Despite controversy surrounding Sepp Blatter and an open investigation on the FIFA president into his involvement in widespread corruption, the Swiss football administrator is vowing to remain the head of the league, the Guardian reports.
Blatter returned to work on Monday morning at the FIFA headquarters in Zürich while the ethics committee continues to investigate a payment of more than $1 million he made to Michel Platini, president of the Union of European Football Associations, the governing body of football in Europe.
The ethics committee is investigating whether the money sent to Platini is considered "disloyal payment," or otherwise a "thank you" for not challenging the FIFA president in the league's 2011 elections. Although the money wasn't deposited to Platini until 2011, Blatter told authorities it was simply back pay for work the UEFA president performed nine years before the payment went through, beginning in 1998.
What's more, Platini has planned to run for president of FIFA come February, and has been trying to take the controversy in stride. He agreed to interrogations with the committee and authorities along with Blatter.
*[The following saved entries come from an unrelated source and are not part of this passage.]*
//! Picks the roster entries a scene needs as visual references.
//!
//! Relevance is never stored; it is recomputed from the current roster and
//! scene text on every call so renames take effect immediately.

use std::collections::BTreeSet;

use folio_contracts::story::{Background, Character, Scene};
use regex::Regex;

/// Case-insensitive whole-word match of `name` inside `text`.
///
/// The name is matched literally; regex metacharacters in it carry no
/// meaning. Word edges are any non-word character or the ends of `text`,
/// so names that begin or end with punctuation still match.
pub fn matches_whole_word(text: &str, name: &str) -> bool {
    let name = name.trim();
    if name.is_empty() {
        return false;
    }
    let pattern = format!(r"(?i)(?:^|\W){}(?:\W|$)", regex::escape(name));
    match Regex::new(&pattern) {
        Ok(regex) => regex.is_match(text),
        Err(err) => {
            tracing::warn!(%name, error = %err, "name pattern rejected");
            false
        }
    }
}

/// True when either name is a case-insensitive prefix of the other.
pub fn names_prefix_match(left: &str, right: &str) -> bool {
    let left = left.trim().to_lowercase();
    let right = right.trim().to_lowercase();
    if left.is_empty() || right.is_empty() {
        return false;
    }
    left.starts_with(&right) || right.starts_with(&left)
}

fn normalized_location(scene: &Scene) -> Option<String> {
    scene
        .structured
        .as_ref()
        .and_then(|structured| structured.location.as_deref())
        .map(|location| location.trim().to_lowercase())
        .filter(|location| !location.is_empty())
}

fn structured_names(scene: &Scene) -> impl Iterator<Item = String> + '_ {
    scene
        .structured
        .iter()
        .flat_map(|structured| structured.characters.iter())
        .map(|name| name.trim().to_lowercase())
        .filter(|name| !name.is_empty())
}

/// Characters to attach as references for `scene`.
///
/// `previous` is the scene immediately before it; when both share a
/// location its cast is carried over.
pub fn select_relevant_characters<'a>(
    scene: &Scene,
    previous: Option<&Scene>,
    roster: &'a [Character],
) -> Vec<&'a Character> {
    let mut candidates = structured_names(scene).collect::<BTreeSet<String>>();
    if let (Some(location), Some(previous)) = (normalized_location(scene), previous) {
        if normalized_location(previous).as_deref() == Some(location.as_str()) {
            candidates.extend(structured_names(previous));
        }
    }

    if !candidates.is_empty() {
        let matched = roster
            .iter()
            .filter(|character| {
                candidates
                    .iter()
                    .any(|candidate| names_prefix_match(&character.name, candidate))
            })
            .collect::<Vec<&Character>>();
        if !matched.is_empty() {
            return matched;
        }
    }

    roster
        .iter()
        .filter(|character| matches_whole_word(&scene.description, &character.name))
        .collect()
}

/// Backgrounds to attach as references for `scene`.
pub fn select_relevant_backgrounds<'a>(
    scene: &Scene,
    roster: &'a [Background],
) -> Vec<&'a Background> {
    if let Some(location) = normalized_location(scene) {
        let matched = roster
            .iter()
            .filter(|background| {
                let name = background.name.trim().to_lowercase();
                !name.is_empty() && location.contains(&name)
            })
            .collect::<Vec<&Background>>();
        if !matched.is_empty() {
            return matched;
        }
    }

    roster
        .iter()
        .filter(|background| matches_whole_word(&scene.description, &background.name))
        .collect()
}

#[cfg(test)]
mod tests {
    use folio_contracts::data_url::DataUrl;
    use folio_contracts::story::StructuredSceneDescription;

    use super::*;

    fn roster(names: &[&str]) -> Vec<Character> {
        names.iter().map(|name| Character::new(*name)).collect()
    }

    fn backgrounds(names: &[&str]) -> Vec<Background> {
        names
            .iter()
            .map(|name| Background::new(*name, DataUrl::from_bytes("image/png", name.as_bytes())))
            .collect()
    }

    fn structured(characters: &[&str], location: Option<&str>) -> Scene {
        Scene::from_structured(StructuredSceneDescription {
            summary: "A scene".to_string(),
            characters: characters.iter().map(|name| name.to_string()).collect(),
            location: location.map(str::to_string),
            ..StructuredSceneDescription::default()
        })
    }

    fn names<T>(items: &[&T], name: impl Fn(&T) -> &str) -> Vec<String> {
        items.iter().map(|item| name(item).to_string()).collect()
    }

    #[test]
    fn plain_text_match_respects_word_boundaries() {
        let roster = roster(&["Kai", "Kairos"]);
        let scene = Scene::new("Kai draws his sword while Mira watches.");
        let selected = select_relevant_characters(&scene, None, &roster);
        assert_eq!(names(&selected, |c: &Character| c.name.as_str()), vec!["Kai"]);
    }

    #[test]
    fn whole_word_match_is_case_insensitive_and_literal() {
        assert!(matches_whole_word("KAI runs", "kai"));
        assert!(matches_whole_word("It was Dr. Who, again", "Dr. Who"));
        assert!(matches_whole_word("(R2-D2) beeps", "R2-D2"));
        assert!(matches_whole_word("Kai's blade", "Kai"));
        assert!(!matches_whole_word("Drx Who", "Dr. Who"));
        assert!(!matches_whole_word("a+b", "a.b"));
        assert!(matches_whole_word("sum a+b here", "a+b"));
        assert!(!matches_whole_word("anything", "   "));
    }

    #[test]
    fn structured_names_use_prefix_matching_both_ways() {
        let roster = roster(&["Katherine", "Tom", "Mira"]);
        let scene = structured(&["kate", "Thomas"], None);
        let selected = select_relevant_characters(&scene, None, &roster);
        assert!(selected.is_empty());

        let scene = structured(&["Kath", "Tom Hardy"], None);
        let selected = select_relevant_characters(&scene, None, &roster);
        assert_eq!(
            names(&selected, |c: &Character| c.name.as_str()),
            vec!["Katherine", "Tom"]
        );
    }

    #[test]
    fn structured_list_wins_over_description_text() {
        let roster = roster(&["Kai", "Mira"]);
        let mut scene = structured(&["Mira"], None);
        scene.description = "Kai waits for Mira".to_string();
        let selected = select_relevant_characters(&scene, None, &roster);
        assert_eq!(names(&selected, |c: &Character| c.name.as_str()), vec!["Mira"]);
    }

    #[test]
    fn structured_list_without_roster_match_falls_back_to_text() {
        let roster = roster(&["Kai"]);
        let mut scene = structured(&["The stranger"], None);
        scene.description = "Kai meets a stranger".to_string();
        let selected = select_relevant_characters(&scene, None, &roster);
        assert_eq!(names(&selected, |c: &Character| c.name.as_str()), vec!["Kai"]);
    }

    #[test]
    fn same_location_carries_previous_cast() {
        let roster = roster(&["Kai", "Mira"]);
        let previous = structured(&["Mira"], Some("Old Mill"));
        let scene = structured(&["Kai"], Some("  old mill "));
        let selected = select_relevant_characters(&scene, Some(&previous), &roster);
        assert_eq!(
            names(&selected, |c: &Character| c.name.as_str()),
            vec!["Kai", "Mira"]
        );

        let elsewhere = structured(&["Kai"], Some("harbour"));
        let selected = select_relevant_characters(&elsewhere, Some(&previous), &roster);
        assert_eq!(names(&selected, |c: &Character| c.name.as_str()), vec!["Kai"]);
    }

    #[test]
    fn background_matches_location_by_containment() {
        let roster = backgrounds(&["forest", "castle"]);
        let scene = structured(&[], Some("Forest at dusk"));
        let selected = select_relevant_backgrounds(&scene, &roster);
        assert_eq!(names(&selected, |b: &Background| b.name.as_str()), vec!["forest"]);

        let unrelated = structured(&[], Some("harbour market"));
        assert!(select_relevant_backgrounds(&unrelated, &roster).is_empty());
    }

    #[test]
    fn background_falls_back_to_description_words() {
        let roster = backgrounds(&["castle", "forest"]);
        let scene = Scene::new("They ride toward the castle gates.");
        let selected = select_relevant_backgrounds(&scene, &roster);
        assert_eq!(names(&selected, |b: &Background| b.name.as_str()), vec!["castle"]);

        let scene = Scene::new("The castles of the north.");
        assert!(select_relevant_backgrounds(&scene, &roster).is_empty());
    }

    #[test]
    fn prefix_match_ignores_blank_names() {
        assert!(names_prefix_match("Kath", "katherine"));
        assert!(!names_prefix_match("Kate", "Katherine"));
        assert!(!names_prefix_match("", "Kate"));
        assert!(!names_prefix_match("Kate", "Mira"));
    }
}
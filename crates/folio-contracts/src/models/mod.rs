mod registry;
mod selectors;

pub use registry::{Capability, ModelRegistry, ModelSpec, Provider};
pub use selectors::{ModelSelection, ModelSelector};
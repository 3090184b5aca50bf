use std::fmt;
use std::str::FromStr;

use chrono::{DateTime, Utc};
use serde::{Deserialize, Serialize};
use uuid::Uuid;

use crate::analysis::{ArtStyleAnalysis, BackgroundAnalysis, CharacterAnalysis, StructuredAnalysis};
use crate::data_url::DataUrl;
use crate::error::FolioError;

pub fn new_id() -> String {
    Uuid::new_v4().to_string()
}

#[derive(Debug, Clone, PartialEq, Serialize, Deserialize)]
pub struct Story {
    pub id: String,
    pub user_id: String,
    pub title: String,
    pub novel_text: String,
    #[serde(default)]
    pub characters: Vec<Character>,
    #[serde(default)]
    pub backgrounds: Vec<Background>,
    pub art_style: Option<ArtStyleReference>,
    #[serde(default)]
    pub scenes: Vec<Scene>,
    pub created_at: DateTime<Utc>,
    pub updated_at: DateTime<Utc>,
}

impl Story {
    pub fn new(user_id: impl Into<String>, title: impl Into<String>, novel_text: impl Into<String>) -> Self {
        let now = Utc::now();
        Self {
            id: new_id(),
            user_id: user_id.into(),
            title: title.into(),
            novel_text: novel_text.into(),
            characters: Vec::new(),
            backgrounds: Vec::new(),
            art_style: None,
            scenes: Vec::new(),
            created_at: now,
            updated_at: now,
        }
    }

    pub fn scene(&self, scene_id: &str) -> Result<&Scene, FolioError> {
        self.scenes
            .iter()
            .find(|scene| scene.id == scene_id)
            .ok_or_else(|| FolioError::not_found("scene", scene_id))
    }

    /// The scene and the one immediately before it.
    pub fn scene_with_previous(&self, scene_id: &str) -> Result<(&Scene, Option<&Scene>), FolioError> {
        let idx = self
            .scenes
            .iter()
            .position(|scene| scene.id == scene_id)
            .ok_or_else(|| FolioError::not_found("scene", scene_id))?;
        let previous = idx.checked_sub(1).map(|prev| &self.scenes[prev]);
        Ok((&self.scenes[idx], previous))
    }

    pub fn character(&self, character_id: &str) -> Result<&Character, FolioError> {
        self.characters
            .iter()
            .find(|character| character.id == character_id)
            .ok_or_else(|| FolioError::not_found("character", character_id))
    }

    pub fn background(&self, background_id: &str) -> Result<&Background, FolioError> {
        self.backgrounds
            .iter()
            .find(|background| background.id == background_id)
            .ok_or_else(|| FolioError::not_found("background", background_id))
    }

    pub fn art_style_description(&self) -> Option<String> {
        self.art_style
            .as_ref()
            .and_then(ArtStyleReference::effective_description)
    }
}

#[derive(Debug, Clone, PartialEq, Serialize, Deserialize)]
pub struct Character {
    pub id: String,
    pub name: String,
    pub image: Option<DataUrl>,
    pub description: Option<String>,
    pub analysis: Option<CharacterAnalysis>,
}

impl Character {
    pub fn new(name: impl Into<String>) -> Self {
        Self {
            id: new_id(),
            name: name.into(),
            image: None,
            description: None,
            analysis: None,
        }
    }

    /// Stored description, falling back to the rendered analysis.
    pub fn effective_description(&self) -> Option<String> {
        effective_description(self.description.as_deref(), self.analysis.as_ref())
    }
}

#[derive(Debug, Clone, PartialEq, Serialize, Deserialize)]
pub struct Background {
    pub id: String,
    pub name: String,
    pub image: DataUrl,
    pub description: Option<String>,
    pub analysis: Option<BackgroundAnalysis>,
}

impl Background {
    pub fn new(name: impl Into<String>, image: DataUrl) -> Self {
        Self {
            id: new_id(),
            name: name.into(),
            image,
            description: None,
            analysis: None,
        }
    }

    pub fn effective_description(&self) -> Option<String> {
        effective_description(self.description.as_deref(), self.analysis.as_ref())
    }
}

#[derive(Debug, Clone, PartialEq, Serialize, Deserialize)]
pub struct ArtStyleReference {
    pub image: DataUrl,
    pub description: Option<String>,
    pub analysis: Option<ArtStyleAnalysis>,
}

impl ArtStyleReference {
    pub fn effective_description(&self) -> Option<String> {
        effective_description(self.description.as_deref(), self.analysis.as_ref())
    }
}

fn effective_description<A: StructuredAnalysis>(
    description: Option<&str>,
    analysis: Option<&A>,
) -> Option<String> {
    description
        .map(str::trim)
        .filter(|text| !text.is_empty())
        .map(str::to_string)
        .or_else(|| analysis.map(StructuredAnalysis::legacy_description))
}

/// Director-style breakdown of a scene.
#[derive(Debug, Clone, Default, PartialEq, Eq, Serialize, Deserialize)]
#[serde(rename_all = "camelCase")]
pub struct StructuredSceneDescription {
    pub summary: String,
    #[serde(default)]
    pub characters: Vec<String>,
    pub location: Option<String>,
    pub mood: Option<String>,
    /// Verbatim passage of the novel the scene was drawn from.
    pub source_excerpt: Option<String>,
}

#[derive(Debug, Clone, PartialEq, Serialize, Deserialize)]
pub struct Scene {
    pub id: String,
    pub description: String,
    pub structured: Option<StructuredSceneDescription>,
    pub image: Option<DataUrl>,
    pub custom_prompt: Option<String>,
    pub stage: SceneStage,
    #[serde(default)]
    pub shot_type: ShotType,
    #[serde(default)]
    pub aspect_ratio: AspectRatio,
}

impl Scene {
    pub fn new(description: impl Into<String>) -> Self {
        Self {
            id: new_id(),
            description: description.into(),
            structured: None,
            image: None,
            custom_prompt: None,
            stage: SceneStage::NoPrompt,
            shot_type: ShotType::default(),
            aspect_ratio: AspectRatio::default(),
        }
    }

    pub fn from_structured(structured: StructuredSceneDescription) -> Self {
        let mut scene = Self::new(structured.summary.clone());
        scene.structured = Some(structured);
        scene
    }

    pub fn is_generating(&self) -> bool {
        self.stage.is_generating()
    }

    pub fn prompt(&self) -> Option<&str> {
        self.custom_prompt
            .as_deref()
            .filter(|prompt| !prompt.trim().is_empty())
    }

    pub fn apply(&mut self, event: SceneEvent) -> Result<(), FolioError> {
        self.stage = self
            .stage
            .transition(event, self.image.is_some())
            .map_err(|stage| FolioError::InvalidTransition {
                scene_id: self.id.clone(),
                stage: stage.to_string(),
                action: event.action().to_string(),
            })?;
        Ok(())
    }

    /// Re-derives the stage from stored fields, dropping any in-flight stage.
    pub fn settle(&mut self) {
        self.stage = SceneStage::infer(self.prompt().is_some(), self.image.is_some());
    }
}

#[derive(Debug, Clone, Copy, PartialEq, Eq, Serialize, Deserialize)]
#[serde(rename_all = "snake_case")]
pub enum SceneStage {
    NoPrompt,
    PromptReady,
    Generating,
    EditGenerating,
    Generated,
}

#[derive(Debug, Clone, Copy, PartialEq, Eq)]
pub enum SceneEvent {
    PromptComposed,
    PromptCleared,
    GenerationStarted,
    EditStarted,
    Succeeded,
    Failed,
}

impl SceneEvent {
    fn action(self) -> &'static str {
        match self {
            Self::PromptComposed => "store a prompt",
            Self::PromptCleared => "clear its prompt",
            Self::GenerationStarted => "start generating",
            Self::EditStarted => "start an edit",
            Self::Succeeded => "complete a generation",
            Self::Failed => "fail a generation",
        }
    }
}

impl SceneStage {
    pub fn infer(has_prompt: bool, has_image: bool) -> Self {
        match (has_prompt, has_image) {
            (_, true) => Self::Generated,
            (true, false) => Self::PromptReady,
            (false, false) => Self::NoPrompt,
        }
    }

    pub fn is_generating(self) -> bool {
        matches!(self, Self::Generating | Self::EditGenerating)
    }

    /// Next stage for `event`; the current stage is returned as the error.
    pub fn transition(self, event: SceneEvent, has_image: bool) -> Result<Self, Self> {
        use SceneEvent as E;
        use SceneStage as S;
        match (self, event) {
            (S::NoPrompt | S::PromptReady, E::PromptComposed) => Ok(S::PromptReady),
            (S::Generated, E::PromptComposed) => Ok(S::Generated),
            (S::NoPrompt | S::PromptReady, E::PromptCleared) => Ok(S::NoPrompt),
            (S::Generated, E::PromptCleared) => Ok(S::Generated),
            (S::PromptReady | S::Generated, E::GenerationStarted) => Ok(S::Generating),
            (S::Generated, E::EditStarted) => Ok(S::EditGenerating),
            (S::Generating | S::EditGenerating, E::Succeeded) => Ok(S::Generated),
            (S::Generating, E::Failed) if has_image => Ok(S::Generated),
            (S::Generating, E::Failed) => Ok(S::PromptReady),
            (S::EditGenerating, E::Failed) => Ok(S::Generated),
            (stage, _) => Err(stage),
        }
    }
}

impl fmt::Display for SceneStage {
    fn fmt(&self, f: &mut fmt::Formatter<'_>) -> fmt::Result {
        let label = match self {
            Self::NoPrompt => "no prompt",
            Self::PromptReady => "prompt ready",
            Self::Generating => "generating",
            Self::EditGenerating => "editing",
            Self::Generated => "generated",
        };
        f.write_str(label)
    }
}

#[derive(Debug, Clone, Copy, Default, PartialEq, Eq, Serialize, Deserialize)]
#[serde(rename_all = "snake_case")]
pub enum ShotType {
    #[default]
    Automatic,
    Establishing,
    Wide,
    Medium,
    CloseUp,
    ExtremeCloseUp,
    OverTheShoulder,
    LowAngle,
    HighAngle,
    BirdsEye,
}

impl ShotType {
    pub const ALL: [ShotType; 10] = [
        Self::Automatic,
        Self::Establishing,
        Self::Wide,
        Self::Medium,
        Self::CloseUp,
        Self::ExtremeCloseUp,
        Self::OverTheShoulder,
        Self::LowAngle,
        Self::HighAngle,
        Self::BirdsEye,
    ];

    pub fn key(self) -> &'static str {
        match self {
            Self::Automatic => "automatic",
            Self::Establishing => "establishing",
            Self::Wide => "wide",
            Self::Medium => "medium",
            Self::CloseUp => "close-up",
            Self::ExtremeCloseUp => "extreme-close-up",
            Self::OverTheShoulder => "over-the-shoulder",
            Self::LowAngle => "low-angle",
            Self::HighAngle => "high-angle",
            Self::BirdsEye => "birds-eye",
        }
    }

    /// Composition instruction for the image model; `None` lets the model choose.
    pub fn instruction(self) -> Option<&'static str> {
        match self {
            Self::Automatic => None,
            Self::Establishing => Some(
                "Compose this as an establishing shot: show the full environment with characters small in frame to set the location.",
            ),
            Self::Wide => Some(
                "Compose this as a wide shot: characters visible head to toe with generous surrounding space.",
            ),
            Self::Medium => Some(
                "Compose this as a medium shot: frame characters from the waist up.",
            ),
            Self::CloseUp => Some(
                "Compose this as a close-up: the face and shoulders fill the frame to emphasise expression.",
            ),
            Self::ExtremeCloseUp => Some(
                "Compose this as an extreme close-up: a single detail such as the eyes or hands fills the frame.",
            ),
            Self::OverTheShoulder => Some(
                "Compose this as an over-the-shoulder shot: frame the subject past the shoulder of another character in the foreground.",
            ),
            Self::LowAngle => Some(
                "Compose this from a low angle: the camera looks up at the subject to make it feel imposing.",
            ),
            Self::HighAngle => Some(
                "Compose this from a high angle: the camera looks down on the subject to make it feel small or vulnerable.",
            ),
            Self::BirdsEye => Some(
                "Compose this as a bird's-eye view: look straight down on the scene from above.",
            ),
        }
    }

    /// Prompt line stating the framing, e.g. `Shot (wide): Compose this ...`.
    pub fn directive(self) -> Option<String> {
        self.instruction()
            .map(|instruction| format!("{SHOT_DIRECTIVE_PREFIX}{}): {instruction}", self.key()))
    }

    /// Replaces every framing line in `prompt` with this shot's directive.
    ///
    /// The new line goes after a leading `Scene:` line; prompts without one
    /// only lose their stale directives.
    pub fn retarget_prompt(self, prompt: &str) -> String {
        let mut lines = prompt
            .lines()
            .filter(|line| !is_shot_directive(line))
            .map(str::to_string)
            .collect::<Vec<String>>();
        if let Some(directive) = self.directive() {
            if lines.first().is_some_and(|line| line.starts_with("Scene:")) {
                lines.insert(1, directive);
            }
        }
        lines.join("\n")
    }
}

const SHOT_DIRECTIVE_PREFIX: &str = "Shot (";

fn is_shot_directive(line: &str) -> bool {
    line.trim_start().starts_with(SHOT_DIRECTIVE_PREFIX)
}

/// True when `prompt` already states the framing.
pub fn has_shot_directive(prompt: &str) -> bool {
    prompt.lines().any(is_shot_directive)
}

impl fmt::Display for ShotType {
    fn fmt(&self, f: &mut fmt::Formatter<'_>) -> fmt::Result {
        f.write_str(self.key())
    }
}

impl FromStr for ShotType {
    type Err = FolioError;

    fn from_str(raw: &str) -> Result<Self, Self::Err> {
        let normalized = raw.trim().to_ascii_lowercase().replace(['_', ' '], "-");
        Self::ALL
            .into_iter()
            .find(|shot| shot.key() == normalized)
            .ok_or_else(|| FolioError::validation(format!("unknown shot type '{raw}'")))
    }
}

#[derive(Debug, Clone, Copy, Default, PartialEq, Eq, Serialize, Deserialize)]
pub enum AspectRatio {
    #[serde(rename = "1:1")]
    Square,
    #[serde(rename = "3:4")]
    Portrait,
    #[serde(rename = "4:3")]
    Landscape,
    #[serde(rename = "9:16")]
    Tall,
    #[default]
    #[serde(rename = "16:9")]
    Wide,
}

impl AspectRatio {
    pub const ALL: [AspectRatio; 5] = [
        Self::Square,
        Self::Portrait,
        Self::Landscape,
        Self::Tall,
        Self::Wide,
    ];

    pub fn ratio(self) -> &'static str {
        match self {
            Self::Square => "1:1",
            Self::Portrait => "3:4",
            Self::Landscape => "4:3",
            Self::Tall => "9:16",
            Self::Wide => "16:9",
        }
    }

    pub fn orientation(self) -> &'static str {
        match self {
            Self::Square => "square",
            Self::Portrait | Self::Tall => "portrait",
            Self::Landscape | Self::Wide => "landscape",
        }
    }
}

impl fmt::Display for AspectRatio {
    fn fmt(&self, f: &mut fmt::Formatter<'_>) -> fmt::Result {
        f.write_str(self.ratio())
    }
}

impl FromStr for AspectRatio {
    type Err = FolioError;

    fn from_str(raw: &str) -> Result<Self, Self::Err> {
        let trimmed = raw.trim();
        Self::ALL
            .into_iter()
            .find(|ratio| ratio.ratio() == trimmed)
            .ok_or_else(|| FolioError::validation(format!("unsupported aspect ratio '{raw}'")))
    }
}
In a statement released Monday morning, Blatter's lawyer Lorenz Erni defended the transaction, as well as UEFA President Platini. He writes:
"President Blatter spoke to FIFA staff today and informed the staff that he was cooperating with the authorities, reiterated that he had done nothing illegal or improper and stated that he would remain as president of FIFA. On the Platini matter, President Blatter on Friday shared with the Swiss authorities the fact that Mr. Platini had a valuable employment relationship with FIFA serving as an adviser to the president beginning in 1998. He explained to the prosecutors that the payments were valid compensation and nothing more and were properly accounted for within FIFA, including the withholding of social security contributions."
For Blatter, the controversy surrounding the questionably late payment to Platini follows another pending investigation for selling World Cup TV prices with the classic "best friend discount" for disgraced former FIFA Vice President Jack Warner.